Tony Mockus, a Chicago actor for seven decades, helped start a holiday tradition that has entertained an estimated two million theater-goers and this year will mark its 45th anniversary.
In 1978, he directed the first production of Goodman Theatre’s “A Christmas Carol.”
He also starred in countless plays, made TV appearances on shows including “21 Jump Street,” “Chicago Fire” and “Boss” and had movie roles as a fire chief in “Backdraft,” a gavel-pounding judge in “The Untouchables” and a marrying minister in “She’s Having a Baby.”
Mr. Mockus, 92, of Evanston, died April 1 of heart failure.
Onstage, he conjured warmth and authority.
“His voice was both stentorian and protean,” said his friend Joseph A. Morris. “Stentorian in that he could command a room, and his voice would fill it. But it was also a protean voice — it could be soft, it could be hard. He was able to do all kinds of accents.”
He spoke only Lithuanian when he entered St. Anthony grade school in Cicero because his Lithuanian grandmother raised him while his mother worked, according to his wife Mary Lou Mockus.
“He didn’t speak English,” his daughter Judy Hooper said, “yet he became a Shakespearean actor.”
While at St. Ignatius High School, he won a speech competition with a prize of a four-year scholarship to Fordham University in New York. But his mother needed him at home, so he was able to transfer the scholarship to Loyola University.
“It turned out to be a blessing,” his wife said.
In 1949, he landed a role in a Midwest theatrical touring company of “Mister Roberts,” working with Henry Fonda, John Forsythe and Jackie Cooper.
“He said, ‘I could never have had better training, watching those consummate actors,’ ” his wife said.
In 1952, he was gravely injured while clearing minefields in the Army during the Korean war.
“Tony noticed one mine was implanted in a dangerous place,” his wife said he told her. “He was in charge, and he could have sent another man. Instead, he went down the hill. He saw a pebble be dislodged and watched as it hit the trip wire, and the mine exploded.”
She said that, as a result of that, for the next two years, rather than acting in New York as he’d planned, “He was in Walter Reed hospital.”
His weight dropped from 225 pounds to just 128. Doctors thought they might need to amputate a leg. He refused general anesthesia, opting for a local painkiller so he could stay awake during surgery and make sure they saved the leg, according to his family.
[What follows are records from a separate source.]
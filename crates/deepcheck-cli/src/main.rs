use anyhow::{bail, Context, Result};
use clap::{Parser, Subcommand};
use deepcheck_core::{shared_detector, DetectionReport, DetectorConfig, Device, SessionOptions, DEFAULT_MAX_FRAMES};
use std::path::{Path, PathBuf};

// D-Bus proxy for deepcheckd. `#[zbus::proxy]` generates `DeepcheckProxy`.
#[zbus::proxy(
    interface = "org.deepcheck.Detector1",
    default_service = "org.deepcheck.Detector1",
    default_path = "/org/deepcheck/Detector1"
)]
trait Deepcheck {
    async fn detect_image(&self, path: &str) -> zbus::Result<String>;
    async fn detect_video(&self, path: &str, max_frames: u32) -> zbus::Result<String>;
    async fn history(&self, limit: u32) -> zbus::Result<String>;
    async fn status(&self) -> zbus::Result<String>;
}

#[derive(Parser)]
#[command(name = "deepcheck", about = "Deepfake detection for images and videos")]
struct Cli {
    /// Run detection in-process instead of asking deepcheckd
    #[arg(long, global = true)]
    local: bool,

    /// Model directory for --local (default: $XDG_DATA_HOME/deepcheck/models)
    #[arg(long, global = true)]
    model_dir: Option<PathBuf>,

    /// Execution device for --local: cpu or cuda
    #[arg(long, global = true, default_value = "cpu")]
    device: Device,

    /// Classify whole images without face localization (--local only)
    #[arg(long, global = true)]
    no_face_detection: bool,

    #[command(subcommand)]
    command: Commands,
}

#[derive(Subcommand)]
enum Commands {
    /// Classify an image file
    Image {
        /// Path to the image
        path: PathBuf,
    },
    /// Classify a video (mp4/mov/webm/..., animated GIF or directory of frames)
    Video {
        /// Path to the video
        path: PathBuf,
        /// Number of frames to sample
        #[arg(short, long, default_value_t = DEFAULT_MAX_FRAMES)]
        max_frames: usize,
    },
    /// Show recent scans recorded by the daemon
    History {
        /// Number of scans to show
        #[arg(short, long, default_value_t = 10)]
        limit: u32,
    },
    /// Show daemon status
    Status,
}

#[tokio::main]
async fn main() -> Result<()> {
    tracing_subscriber::fmt()
        .with_env_filter(tracing_subscriber::EnvFilter::from_default_env())
        .with_writer(std::io::stderr)
        .init();

    let cli = Cli::parse();

    let output = if cli.local {
        run_local(&cli)?
    } else {
        run_remote(&cli).await?
    };

    println!("{output}");
    Ok(())
}

/// Run the pipeline inside this process.
fn run_local(cli: &Cli) -> Result<String> {
    let config = DetectorConfig {
        model_dir: cli
            .model_dir
            .clone()
            .unwrap_or_else(deepcheck_core::default_model_dir),
        session: SessionOptions {
            device: cli.device,
            ..SessionOptions::default()
        },
        face_detection: !cli.no_face_detection,
    };

    let report: DetectionReport = match &cli.command {
        Commands::Image { path } => {
            let bytes = std::fs::read(path).with_context(|| format!("reading {}", path.display()))?;
            shared_detector(&config)?.detect_image(&bytes)?
        }
        Commands::Video { path, max_frames } => {
            let mut source = deepcheck_media::open_video(path)?;
            shared_detector(&config)?.detect_video(source.as_mut(), *max_frames)?
        }
        Commands::History { .. } | Commands::Status => {
            bail!("history and status need the daemon; drop --local")
        }
    };

    Ok(serde_json::to_string_pretty(&report)?)
}

/// Forward the command to deepcheckd over the session bus.
async fn run_remote(cli: &Cli) -> Result<String> {
    let conn = zbus::Connection::session()
        .await
        .context("connecting to the D-Bus session bus")?;
    let proxy = DeepcheckProxy::new(&conn).await?;

    let reply = match &cli.command {
        Commands::Image { path } => proxy.detect_image(&absolute(path)?).await?,
        Commands::Video { path, max_frames } => {
            let max_frames = u32::try_from(*max_frames).context("--max-frames is too large")?;
            proxy.detect_video(&absolute(path)?, max_frames).await?
        }
        Commands::History { limit } => proxy.history(*limit).await?,
        Commands::Status => proxy.status().await?,
    };

    pretty(&reply)
}

/// The daemon resolves paths against its own working directory.
fn absolute(path: &Path) -> Result<String> {
    let path = std::fs::canonicalize(path).with_context(|| format!("cannot open {}", path.display()))?;
    Ok(path.to_string_lossy().into_owned())
}

fn pretty(json: &str) -> Result<String> {
    let value: serde_json::Value = serde_json::from_str(json).context("daemon returned invalid JSON")?;
    Ok(serde_json::to_string_pretty(&value)?)
}

#[cfg(test)]
mod tests {
    use super::*;
    use clap::CommandFactory;

    #[test]
    fn test_cli_definition() {
        Cli::command().debug_assert();
    }

    #[test]
    fn test_video_defaults() {
        let cli = Cli::parse_from(["deepcheck", "video", "clip.gif"]);
        match cli.command {
            Commands::Video { max_frames, .. } => assert_eq!(max_frames, DEFAULT_MAX_FRAMES),
            _ => panic!("expected video command"),
        }
        assert!(!cli.local);
        assert_eq!(cli.device, Device::Cpu);
    }

    #[test]
    fn test_global_flags_after_subcommand() {
        let cli = Cli::parse_from(["deepcheck", "image", "a.png", "--local", "--device", "cuda"]);
        assert!(cli.local);
        assert_eq!(cli.device, Device::Cuda);
    }

    #[test]
    fn test_local_history_rejected() {
        let cli = Cli::parse_from(["deepcheck", "--local", "history"]);
        assert!(run_local(&cli).is_err());
    }

    #[test]
    fn test_pretty_rejects_garbage() {
        assert!(pretty("{\"label\":\"REAL\"}").is_ok());
        assert!(pretty("not json").is_err());
    }
}
use serde::{Deserialize, Serialize};
use std::fmt;

/// Bounding box for a located face, in source image pixels.
#[derive(Debug, Clone, Serialize, Deserialize)]
pub struct BoundingBox {
    pub x: f32,
    pub y: f32,
    pub width: f32,
    pub height: f32,
    pub confidence: f32,
}

/// Binary authenticity class.
#[derive(Debug, Clone, Copy, PartialEq, Eq, Hash, Serialize, Deserialize)]
#[serde(rename_all = "UPPERCASE")]
pub enum Label {
    Real,
    Fake,
}

impl Label {
    /// Numeric code used by majority reduction: REAL=0, FAKE=1.
    pub fn code(self) -> u8 {
        match self {
            Label::Real => 0,
            Label::Fake => 1,
        }
    }

    pub fn as_str(self) -> &'static str {
        match self {
            Label::Real => "REAL",
            Label::Fake => "FAKE",
        }
    }
}

impl fmt::Display for Label {
    fn fmt(&self, f: &mut fmt::Formatter<'_>) -> fmt::Result {
        f.write_str(self.as_str())
    }
}

/// Two-class probability distribution returned by a classifier.
#[derive(Debug, Clone, Copy, PartialEq)]
pub struct ClassProbabilities {
    pub real: f32,
    pub fake: f32,
}

/// Classification of a single region.
#[derive(Debug, Clone, Copy, PartialEq)]
pub struct RegionPrediction {
    pub class: Label,
    /// Probability of `class`, in [0, 1].
    pub confidence: f32,
}

impl RegionPrediction {
    /// Argmax over the two classes. Equal scores resolve to REAL.
    pub fn from_probabilities(probs: ClassProbabilities) -> Self {
        if probs.fake > probs.real {
            Self { class: Label::Fake, confidence: probs.fake }
        } else {
            Self { class: Label::Real, confidence: probs.real }
        }
    }
}

/// Aggregated decision for an image or a video, on the [0, 1] scale.
///
/// `confidence` is the probability mass of `label`, never of the opposite class.
#[derive(Debug, Clone, PartialEq)]
pub struct Verdict {
    pub label: Label,
    pub confidence: f32,
    pub rationale: String,
}

impl Verdict {
    /// Convert to the outward-facing report: percentage scale, two decimals.
    pub fn into_report(self) -> DetectionReport {
        DetectionReport {
            label: self.label,
            confidence: round2(f64::from(self.confidence) * 100.0),
            reasoning: self.rationale,
        }
    }
}

/// Verdict for one sampled video frame.
#[derive(Debug, Clone, PartialEq)]
pub struct FrameSample {
    pub frame_index: usize,
    pub verdict: Verdict,
}

/// Result returned to callers of the detection entry points.
#[derive(Debug, Clone, PartialEq, Serialize, Deserialize)]
pub struct DetectionReport {
    pub label: Label,
    /// Confidence in `label`, 0–100 with two decimals.
    pub confidence: f64,
    pub reasoning: String,
}

fn round2(value: f64) -> f64 {
    (value * 100.0).round() / 100.0
}

#[cfg(test)]
mod tests {
    use super::*;

    #[test]
    fn test_argmax_fake() {
        let p = RegionPrediction::from_probabilities(ClassProbabilities { real: 0.2, fake: 0.8 });
        assert_eq!(p.class, Label::Fake);
        assert!((p.confidence - 0.8).abs() < 1e-6);
    }

    #[test]
    fn test_argmax_tie_is_real() {
        let p = RegionPrediction::from_probabilities(ClassProbabilities { real: 0.5, fake: 0.5 });
        assert_eq!(p.class, Label::Real);
        assert!((p.confidence - 0.5).abs() < 1e-6);
    }

    #[test]
    fn test_report_scales_and_rounds() {
        let verdict = Verdict {
            label: Label::Fake,
            confidence: 0.123456,
            rationale: "x".into(),
        };
        let report = verdict.into_report();
        assert_eq!(report.label, Label::Fake);
        assert!((report.confidence - 12.35).abs() < 1e-4, "got {}", report.confidence);
        assert_eq!(report.reasoning, "x");
    }

    #[test]
    fn test_report_serializes_two_decimals() {
        let verdict = Verdict {
            label: Label::Real,
            confidence: 0.123456,
            rationale: "x".into(),
        };
        let json = serde_json::to_string(&verdict.into_report()).unwrap();
        assert!(json.contains("\"confidence\":12.35,"), "got {json}");
    }

    #[test]
    fn test_label_serializes_uppercase() {
        let json = serde_json::to_string(&Label::Fake).unwrap();
        assert_eq!(json, "\"FAKE\"");
        assert_eq!(Label::Real.to_string(), "REAL");
    }
}
//! Animated GIF video source.

use deepcheck_core::{VideoError, VideoSource};
use image::codecs::gif::GifDecoder;
use image::{AnimationDecoder, DynamicImage, RgbImage};
use std::fs::File;
use std::io::BufReader;
use std::path::Path;

/// Animated GIF, decoded eagerly at open.
///
/// GIF frames are deltas over their predecessors, so random access means
/// compositing from the start anyway. A decode error ends the stream; the
/// failing position is kept so the pipeline sees it as one bad frame.
pub struct GifVideo {
    frames: Vec<Result<RgbImage, String>>,
}

impl GifVideo {
    pub fn open(path: &Path) -> Result<Self, VideoError> {
        let file = File::open(path).map_err(|e| VideoError::Unreadable(format!("{}: {e}", path.display())))?;
        let decoder = GifDecoder::new(BufReader::new(file))
            .map_err(|e| VideoError::Unreadable(format!("{}: {e}", path.display())))?;

        let mut frames = Vec::new();
        for frame in decoder.into_frames() {
            match frame {
                Ok(frame) => frames.push(Ok(DynamicImage::ImageRgba8(frame.into_buffer()).to_rgb8())),
                Err(e) => {
                    tracing::debug!(path = %path.display(), index = frames.len(), error = %e, "GIF stream truncated");
                    frames.push(Err(e.to_string()));
                    break;
                }
            }
        }

        tracing::debug!(path = %path.display(), frames = frames.len(), "opened GIF video");
        Ok(Self { frames })
    }
}

impl VideoSource for GifVideo {
    fn frame_count(&mut self) -> Result<usize, VideoError> {
        Ok(self.frames.len())
    }

    fn decode_frame(&mut self, index: usize) -> Result<RgbImage, VideoError> {
        match self.frames.get(index) {
            Some(Ok(frame)) => Ok(frame.clone()),
            Some(Err(reason)) => Err(VideoError::Frame {
                index,
                reason: reason.clone(),
            }),
            None => Err(VideoError::Frame {
                index,
                reason: format!("out of range ({} frames)", self.frames.len()),
            }),
        }
    }
}

#[cfg(test)]
mod tests {
    use super::*;
    use image::codecs::gif::GifEncoder;
    use image::{Frame, Rgba, RgbaImage};

    fn write_gif(path: &Path, colors: &[[u8; 4]]) {
        let file = File::create(path).unwrap();
        let mut encoder = GifEncoder::new(file);
        let frames = colors
            .iter()
            .map(|&c| Frame::new(RgbaImage::from_pixel(8, 6, Rgba(c))));
        encoder.encode_frames(frames).unwrap();
    }

    #[test]
    fn test_open_counts_frames() {
        let dir = tempfile::tempdir().unwrap();
        let path = dir.path().join("clip.gif");
        write_gif(&path, &[[255, 0, 0, 255], [0, 255, 0, 255], [0, 0, 255, 255]]);

        let mut video = GifVideo::open(&path).unwrap();
        assert_eq!(video.frame_count().unwrap(), 3);

        let frame = video.decode_frame(1).unwrap();
        assert_eq!(frame.dimensions(), (8, 6));
        let px = frame.get_pixel(4, 3);
        assert!(px[1] > 200 && px[0] < 50, "expected green, got {px:?}");
    }

    #[test]
    fn test_out_of_range_frame() {
        let dir = tempfile::tempdir().unwrap();
        let path = dir.path().join("one.gif");
        write_gif(&path, &[[10, 20, 30, 255]]);

        let mut video = GifVideo::open(&path).unwrap();
        assert!(matches!(video.decode_frame(5), Err(VideoError::Frame { index: 5, .. })));
    }

    #[test]
    fn test_garbage_is_unreadable() {
        let dir = tempfile::tempdir().unwrap();
        let path = dir.path().join("bad.gif");
        std::fs::write(&path, b"this is not a gif").unwrap();

        assert!(matches!(GifVideo::open(&path), Err(VideoError::Unreadable(_))));
    }
}
use anyhow::Result;
use tracing_subscriber::EnvFilter;

mod config;
mod dbus_interface;
mod engine;
mod store;

use dbus_interface::{DetectorService, BUS_NAME, OBJECT_PATH};

#[tokio::main]
async fn main() -> Result<()> {
    tracing_subscriber::fmt()
        .with_env_filter(EnvFilter::from_default_env())
        .init();

    let config = config::Config::load()?;
    tracing::info!(
        model_dir = %config.model_dir.display(),
        db_path = %config.db_path.display(),
        device = %config.device,
        face_detection = config.face_detection,
        max_frames = config.max_frames,
        "deepcheckd starting"
    );

    let engine = engine::spawn_engine(config.detector_config())?;
    let store = store::HistoryStore::open(&config.db_path).await?;
    let service = DetectorService::new(engine, store, &config);

    let _conn = zbus::connection::Builder::session()?
        .name(BUS_NAME)?
        .serve_at(OBJECT_PATH, service)?
        .build()
        .await?;

    tracing::info!(bus_name = BUS_NAME, path = OBJECT_PATH, "deepcheckd ready");

    // Keep running until signaled
    tokio::signal::ctrl_c().await?;
    tracing::info!("deepcheckd shutting down");

    Ok(())
}
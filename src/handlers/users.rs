use axum::{
    extract::{Path, State},
    Json,
};
use bson::oid::ObjectId;

use crate::auth::AuthUser;
use crate::db::models::UserResponse;
use crate::error::ApiError;
use crate::AppState;

/// GET /user - the authenticated user's own record
pub async fn get_self(
    State(state): State<AppState>,
    auth: AuthUser,
) -> Result<Json<UserResponse>, ApiError> {
    let user = state
        .db
        .users()
        .find_by_id(&auth.user_id)
        .await?
        .ok_or_else(|| ApiError::not_found("User not found."))?;

    Ok(Json(user.into()))
}

/// PUT /user/restaurants - add restaurant ids to the favorites set.
/// Duplicates collapse, so the operation is idempotent.
pub async fn add_favorites(
    State(state): State<AppState>,
    auth: AuthUser,
    Json(restaurant_ids): Json<Vec<String>>,
) -> Result<Json<UserResponse>, ApiError> {
    let ids = restaurant_ids
        .iter()
        .map(|id| ObjectId::parse_str(id))
        .collect::<Result<Vec<_>, _>>()
        .map_err(|_| ApiError::bad_request("Input should be an array of restaurant ids."))?;

    let user = state
        .db
        .users()
        .add_favorites(&auth.user_id, &ids)
        .await?
        .ok_or_else(|| ApiError::not_found("User not found."))?;

    Ok(Json(user.into()))
}

/// DELETE /user/restaurants/:id - remove one id from the favorites set.
/// Removing an id that is not present is a no-op, not an error.
pub async fn remove_favorite(
    State(state): State<AppState>,
    auth: AuthUser,
    Path(restaurant_id): Path<String>,
) -> Result<Json<UserResponse>, ApiError> {
    let restaurant_id = ObjectId::parse_str(&restaurant_id)
        .map_err(|_| ApiError::bad_request("Invalid restaurant id."))?;

    let user = state
        .db
        .users()
        .remove_favorite(&auth.user_id, &restaurant_id)
        .await?
        .ok_or_else(|| ApiError::not_found("User not found."))?;

    Ok(Json(user.into()))
}
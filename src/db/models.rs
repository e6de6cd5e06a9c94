use bson::oid::ObjectId;
use chrono::{DateTime, Utc};
use serde::{Deserialize, Serialize};
use std::collections::HashMap;

/// User document. Field names are camelCase both in the store and on the
/// wire (`favoriteRestaurants`, `createdAt`).
#[derive(Debug, Clone, Serialize, Deserialize)]
#[serde(rename_all = "camelCase")]
pub struct User {
    #[serde(rename = "_id", skip_serializing_if = "Option::is_none")]
    pub id: Option<ObjectId>,
    pub name: String,
    pub email: String,
    /// bcrypt hash. Never leaves the store layer; API responses go through
    /// [`UserResponse`], which has no password field.
    pub password: String,
    #[serde(default)]
    pub favorite_restaurants: Vec<ObjectId>,
    pub created_at: DateTime<Utc>,
    pub updated_at: DateTime<Utc>,
}

impl User {
    pub fn new(name: String, email: String, password_hash: String) -> Self {
        let now = Utc::now();
        Self {
            id: Some(ObjectId::new()),
            name,
            email,
            password: password_hash,
            favorite_restaurants: Vec::new(),
            created_at: now,
            updated_at: now,
        }
    }
}

#[derive(Debug, Clone, Copy, PartialEq, Eq, Serialize, Deserialize)]
pub enum Neighborhood {
    Queens,
    Manhattan,
    Brooklyn,
}

#[derive(Debug, Clone, Copy, PartialEq, Eq, Serialize, Deserialize)]
pub enum CuisineType {
    Mexican,
    Asian,
    American,
    Pizza,
}

impl Neighborhood {
    pub fn as_str(&self) -> &'static str {
        match self {
            Neighborhood::Queens => "Queens",
            Neighborhood::Manhattan => "Manhattan",
            Neighborhood::Brooklyn => "Brooklyn",
        }
    }
}

impl CuisineType {
    pub fn as_str(&self) -> &'static str {
        match self {
            CuisineType::Mexican => "Mexican",
            CuisineType::Asian => "Asian",
            CuisineType::American => "American",
            CuisineType::Pizza => "Pizza",
        }
    }
}

#[derive(Debug, Clone, Copy, PartialEq, Serialize, Deserialize)]
pub struct LatLng {
    pub lat: f64,
    pub lng: f64,
}

#[derive(Debug, Clone, Serialize, Deserialize)]
pub struct Review {
    pub name: String,
    pub date: String,
    pub rating: f64,
    pub comments: String,
}

/// Restaurant document. `created_by` is the owning user and gates writes.
#[derive(Debug, Clone, Serialize, Deserialize)]
#[serde(rename_all = "camelCase")]
pub struct Restaurant {
    #[serde(rename = "_id", skip_serializing_if = "Option::is_none")]
    pub id: Option<ObjectId>,
    pub name: String,
    pub neighborhood: Neighborhood,
    pub cuisine_type: CuisineType,
    pub address: String,
    pub latlng: LatLng,
    pub image: String,
    pub operating_hours: HashMap<String, String>,
    #[serde(default)]
    pub reviews: Vec<Review>,
    pub created_by: ObjectId,
}

/// Restaurant as submitted by a client: no id, no ownership field. The
/// server stamps both.
#[derive(Debug, Clone, Deserialize)]
#[serde(rename_all = "camelCase")]
pub struct RestaurantInput {
    pub name: String,
    pub neighborhood: Neighborhood,
    pub cuisine_type: CuisineType,
    pub address: String,
    pub latlng: LatLng,
    pub image: String,
    pub operating_hours: HashMap<String, String>,
    #[serde(default)]
    pub reviews: Vec<Review>,
}

impl Restaurant {
    pub fn from_input(input: RestaurantInput, created_by: ObjectId) -> Self {
        Self {
            id: Some(ObjectId::new()),
            name: input.name,
            neighborhood: input.neighborhood,
            cuisine_type: input.cuisine_type,
            address: input.address,
            latlng: input.latlng,
            image: input.image,
            operating_hours: input.operating_hours,
            reviews: input.reviews,
            created_by,
        }
    }
}

/// User shape returned by the API: ObjectIds rendered as hex strings and
/// the password hash omitted.
#[derive(Debug, Clone, Serialize)]
#[serde(rename_all = "camelCase")]
pub struct UserResponse {
    #[serde(rename = "_id")]
    pub id: String,
    pub name: String,
    pub email: String,
    pub favorite_restaurants: Vec<String>,
    pub created_at: DateTime<Utc>,
    pub updated_at: DateTime<Utc>,
}

impl From<User> for UserResponse {
    fn from(user: User) -> Self {
        Self {
            id: user.id.map(|id| id.to_hex()).unwrap_or_default(),
            name: user.name,
            email: user.email,
            favorite_restaurants: user
                .favorite_restaurants
                .iter()
                .map(|id| id.to_hex())
                .collect(),
            created_at: user.created_at,
            updated_at: user.updated_at,
        }
    }
}

#[derive(Debug, Clone, Serialize)]
#[serde(rename_all = "camelCase")]
pub struct RestaurantResponse {
    #[serde(rename = "_id")]
    pub id: String,
    pub name: String,
    pub neighborhood: Neighborhood,
    pub cuisine_type: CuisineType,
    pub address: String,
    pub latlng: LatLng,
    pub image: String,
    pub operating_hours: HashMap<String, String>,
    pub reviews: Vec<Review>,
    pub created_by: String,
}

impl From<Restaurant> for RestaurantResponse {
    fn from(r: Restaurant) -> Self {
        Self {
            id: r.id.map(|id| id.to_hex()).unwrap_or_default(),
            name: r.name,
            neighborhood: r.neighborhood,
            cuisine_type: r.cuisine_type,
            address: r.address,
            latlng: r.latlng,
            image: r.image,
            operating_hours: r.operating_hours,
            reviews: r.reviews,
            created_by: r.created_by.to_hex(),
        }
    }
}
After recovering, Mr. Mockus became a leading man in Chicago. He appeared in plays including “Long Day’s Journey Into Night,” “Inherit the Wind” and “The Gigli Concert.”
He was a favorite of Cyd Charisse, Paulette Goddard, Cloris Leachman, Barbara Rush and Elke Sommer when they came to Chicago on the dinner theater circuit.
In 1969, he played the sloppy sportswriter Oscar Madison alongside Tony Randall as neatnik Felix Unger in “The Odd Couple” at the Drury Lane Theatre.
“I’ve never heard laughter like that” his wife said of the response. “It was just glorious.”
When the Goodman decided to launch “A Christmas Carol,” Mr. Mockus “brought a strong and passionate vision to Charles Dickens’ beautiful work that, along with casting Bill Norris as Scrooge, established the production as an annual Chicago holiday tradition,” said Roche Schulfer, the theater’s chief executive officer.
He was “a staggeringly powerful presence on stage and in person yet warm and caring to all he directed and acted with,” said BJ Jones, Northlight Theatre’s artistic director.
His goal was “to reach out and touch another human being, soul to soul,” said his son, also named Tony. He said his father taught others “to do your best, to do it for the greater glory of God, to do it in the service of others and do it beautifully.”
The son, who sometimes acted with his father, said watching movies with him was “a master class,” that he’d make comments like, “Look what Alec Guinness did.”
Tony and Mary Lou Mockus were married since 1958.
“The first thing Tony did in the morning was cut out the ‘Love Is’ [comic] and have it at my place for breakfast,” she said.
“It was a family filled with laughter,” their daughter said.
Mr. Mockus also is survived by five grandchildren.
Visitation is planned at noon Saturday with a 1 p.m. Saturday funeral Mass, both at St. John Cantius Church, 825 N. Carpenter St.
His wife said she treasures a 1991 note to Mr. Mockus from Hal Holbrook, who starred with him in “The Awakening Land.”
After re-watching the 1978 miniseries, Holbrook wrote: “I was moved to tears by your great speeches about the destruction of the wilderness by the white settlers. . . . . You’re a fine man. I’m proud to have known you.”